I have been an Ella Fitzgerald fan for decades. To my mind, there are few pleasures greater than hearing Ella sing one of the classics from the heyday of American popular music. I was therefore delighted to see the graceful homage the guys at Power Line paid to her today, the anniversary of her birth. One of the things the post tries to do is get to the essence of what made her special. They quote a reader who said of her singing:
She sings the song so beautifully we naturally recognize the beauty of the singer as well. She doesn’t have to work to be noticed; she gives no sign she cares about that. She glories in the music, and that becomes her glory.

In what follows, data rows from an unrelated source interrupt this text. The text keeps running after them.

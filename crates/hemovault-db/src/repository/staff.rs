//! # Staff Repository
//!
//! Database operations for the staff registry. Donations and approvals
//! reference staff rows; the write paths check `is_active` before accepting
//! a staff id.

use chrono::Utc;
use sqlx::SqlitePool;
use tracing::debug;

use crate::error::{DbError, DbResult};
use hemovault_core::{NewStaff, Staff};

/// Repository for staff database operations.
#[derive(Debug, Clone)]
pub struct StaffRepository {
    pool: SqlitePool,
}

impl StaffRepository {
    /// Creates a new StaffRepository.
    pub fn new(pool: SqlitePool) -> Self {
        StaffRepository { pool }
    }

    /// Registers a new staff member (active by default).
    pub async fn insert(&self, staff: &NewStaff) -> DbResult<Staff> {
        let now = Utc::now();

        debug!(email = %staff.email, "Registering staff member");

        let result = sqlx::query(
            r#"
            INSERT INTO staff (
                first_name, last_name, email, phone,
                role, hire_date, is_active, created_at
            ) VALUES (?1, ?2, ?3, ?4, ?5, ?6, 1, ?7)
            "#,
        )
        .bind(&staff.first_name)
        .bind(&staff.last_name)
        .bind(&staff.email)
        .bind(&staff.phone)
        .bind(staff.role)
        .bind(staff.hire_date)
        .bind(now)
        .execute(&self.pool)
        .await?;

        Ok(Staff {
            staff_id: result.last_insert_rowid(),
            first_name: staff.first_name.clone(),
            last_name: staff.last_name.clone(),
            email: staff.email.clone(),
            phone: staff.phone.clone(),
            role: staff.role,
            hire_date: staff.hire_date,
            is_active: true,
            created_at: now,
        })
    }

    /// Gets a staff member by ID.
    pub async fn get_by_id(&self, staff_id: i64) -> DbResult<Option<Staff>> {
        let staff: Option<Staff> = sqlx::query_as(
            r#"
            SELECT
                staff_id, first_name, last_name, email, phone,
                role, hire_date, is_active, created_at
            FROM staff
            WHERE staff_id = ?1
            "#,
        )
        .bind(staff_id)
        .fetch_optional(&self.pool)
        .await?;

        Ok(staff)
    }

    /// Deactivates a staff member. They stay in the registry for audit
    /// references but can no longer collect donations or approve requests.
    pub async fn deactivate(&self, staff_id: i64) -> DbResult<()> {
        let result = sqlx::query("UPDATE staff SET is_active = 0 WHERE staff_id = ?1")
            .bind(staff_id)
            .execute(&self.pool)
            .await?;

        if result.rows_affected() == 0 {
            return Err(DbError::not_found("Staff", staff_id));
        }

        Ok(())
    }
}

// =============================================================================
// Unit Tests
// =============================================================================
//! # Repository Module
//!
//! Database repository implementations for HemoVault.
//!
//! ## Repository Pattern
//! ```text
//! ┌─────────────────────────────────────────────────────────────────────────┐
//! │                    Repository Pattern Explained                         │
//! │                                                                         │
//! │  The Repository pattern abstracts database access behind a clean API.  │
//! │                                                                         │
//! │  Engine operation                                                      │
//! │       │                                                                 │
//! │       │  db.stock().try_debit(&mut tx, group, units, staff)            │
//! │       │  ↓                                                              │
//! │       ▼                                                                 │
//! │  StockRepository                                                       │
//! │  ├── get_by_group(&self, group)                                        │
//! │  ├── credit(&self, conn, group, units, staff)                          │
//! │  ├── try_debit(&self, conn, group, units, staff)                       │
//! │  └── list_all(&self)                                                   │
//! │       │                                                                 │
//! │       │  SQL Query                                                      │
//! │       ▼                                                                 │
//! │  SQLite Database                                                       │
//! │                                                                         │
//! │  Methods that take a `&mut SqliteConnection` participate in a          │
//! │  transaction the caller owns; the rest run on the shared pool.         │
//! └─────────────────────────────────────────────────────────────────────────┘
//! ```
//!
//! ## Available Repositories
//!
//! - [`donor::DonorRepository`] - Donor registry and donation counters
//! - [`staff::StaffRepository`] - Staff registry
//! - [`hospital::HospitalRepository`] - Hospital registry
//! - [`stock::StockRepository`] - The blood stock ledger
//! - [`donation::DonationRepository`] - Donation records and reports
//! - [`request::RequestRepository`] - Hospital requests and fulfillment
//! - [`transfusion::TransfusionRepository`] - Allocation audit trail

pub mod donation;
pub mod donor;
pub mod hospital;
pub mod request;
pub mod staff;
pub mod stock;
pub mod transfusion;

That’s true, but a little too abstract for me. I can be very concrete about such things as her phrasing, diction, and spot-on-tunefulness, but those are a little too cold for me. When it comes right down to it, what I adore about Ella’s singing is how effortless it feels. You never hear the woman sweat a song. She just opens her mouth and this glorious sound flows out. No Mariah Carey ululating, no Kurt Cobain screeching, no Whitney Houston shrieking. There’s a complete absence of breathiness, squeaks or whining. It’s just this incredible flow of pure voice, whether she’s crooning a ballad or swinging some jazz. I know of only two other singers who have that relaxed virtuoso quality: Bing Crosby and Doris Day. Whether you like them or not, they too seemed like vessels through which the music flowed, rather than laboring engines forcing out sound.